Glycodelin (gene name progesterone associated endometrial protein (PAEP)) has been well described during the menstrual cycle and pregnancy [8,9]. It has been shown to be expressed by the inner layers of the endometrium with high local concentrations and to act as an immunosuppressive protein [9,10]. Glycodelin expression during pregnancy has also been suggested to regulate the invasion deepness of the trophoblast and to be involved in successful implantation [11]. Beside its function during pregnancy and implantation, glycodelin has been shown to be overexpressed in hormone-related cancers, such as ovarian cancer [12] and breast cancer [13]. In part, contrary data has been published for endometrial cancer and breast cancer concerning prognostic influence and molecular functions of glycodelin [14,15]. In the last decade, increased glycodelin expression levels have also been described for hormone-independent malignancies as the malignant melanoma [16], non-small cell lung cancer [17] and the malignant pleural mesothelioma [18]. In 2015, we investigated the expression and function of glycodelin in a large surgical NSCLC cohort [17]. We observed that the gene was overexpressed in approximately 80% of all tumors. While PAEP was not expressed in normal lung tissue in half of the patients we examined, it was expressed up to 10,000 fold higher in tumor tissue. Moreover, we were able to detect glycodelin in the serum of approximately 40% of patients with NSCLC. Therefore, we suggested glycodelin as a diagnostic and prognostic biomarker for NSCLC.
The majority of patients suffering from NSCLC are diagnosed at advanced disease stages with occurring metastases. Therefore, the current study addressed the potential of glycodelin as a prognostic and follow-up biomarker in metastatic disease and inoperable stage IIIB/IV patients.
2. Results
2.1. Glycodelin Expression in Primary Lung Tumor and Adrenal Gland Metastasis
We first investigated the PAEP (glycodelin gene) and glycodelin (protein) expression in patients who underwent surgery for the excision of the primary tumor and adrenal gland metastases (Table 1).
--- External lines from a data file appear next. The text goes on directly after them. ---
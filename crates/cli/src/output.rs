//! Output formatting for CLI

use clap::ValueEnum;
use colored::Colorize;
use comfy_table::{presets::UTF8_FULL, ContentArrangement, Table};
use serde::Serialize;

/// Output format
#[derive(Debug, Clone, Copy, ValueEnum, Default)]
pub enum OutputFormat {
    /// Human-readable table format
    #[default]
    Table,
    /// JSON format
    Json,
    /// YAML format
    Yaml,
    /// Plain text format
    Plain,
}

/// Trait for items that can be displayed in a table
pub trait TableDisplay {
    fn headers() -> Vec<&'static str>;
    fn row(&self) -> Vec<String>;
}

/// Print a list of items
pub fn print_list<T: Serialize + TableDisplay>(items: &[T], format: OutputFormat) {
    if items.is_empty() {
        println!("No items found.");
        return;
    }

    match format {
        OutputFormat::Table => {
            let mut table = Table::new();
            table
                .load_preset(UTF8_FULL)
                .set_content_arrangement(ContentArrangement::Dynamic);

            table.set_header(T::headers());
            for item in items {
                table.add_row(item.row());
            }

            println!("{table}");
        }
        OutputFormat::Json => {
            println!("{}", serde_json::to_string_pretty(items).unwrap_or_default());
        }
        OutputFormat::Yaml => {
            print!("{}", serde_yaml::to_string(items).unwrap_or_default());
        }
        OutputFormat::Plain => {
            for (i, item) in items.iter().enumerate() {
                if i > 0 {
                    println!("---");
                }
                let row = item.row();
                for (header, value) in T::headers().iter().zip(row.iter()) {
                    println!("{}: {}", header, value);
                }
            }
        }
    }
}

/// Print success message
pub fn print_success(message: &str) {
    println!("{} {}", "✓".green().bold(), message);
}

/// Print error message
pub fn print_error(message: &str) {
    eprintln!("{} {}", "✗".red().bold(), message);
}

/// Print warning message
pub fn print_warning(message: &str) {
    println!("{} {}", "!".yellow().bold(), message);
}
In general, we observed that PAEP was expressed on similar levels comparing the primary tumor and the metastasis (Figure 1A). However, the expression level of PAEP varied greatly in 12 patients. In the lung tumor of patient 1, it was approximately 4000 fold higher than in patient 12 (difference of 12 qPCR cycles). In line with that, the PAEP expression in the adrenal gland metastases was also very heterogeneous (Figure 1A,B). The PAEP gene expression between primary tumor and metastases was not significantly different (Figure 1B).
The correlation analyses demonstrated that the relative gene expression level highly correlated (r = 0.85 and p = 0.0005) between the primary tumor and the adrenal gland metastases (Figure 1C). Furthermore, we observed a good correlation between the expression of the gene and the protein (Figure 1D). Higher gene expression in principle resulted in a stronger staining in IHC. Thereby, glycodelin was often differentially expressed by the single tumor cells and heterogeneously distributed in the tissue (as shown for patients 4, 5 and 8, Figure 1D).
2.2. Glycodelin Expression in Primary Lung Tumor and Brain Metastasis
The observations concerning PAEP and glycodelin expression in brain metastases were similar to the adrenal gland metastasis. However, the gene expression displayed a higher variation in brain metastases (Figure 2A). While some metastases samples showed a higher PAEP expression (patient 5 and 13, Figure 2A) compared to lung tumors, there were others with much lower gene expression (patient 1, 7 and 8).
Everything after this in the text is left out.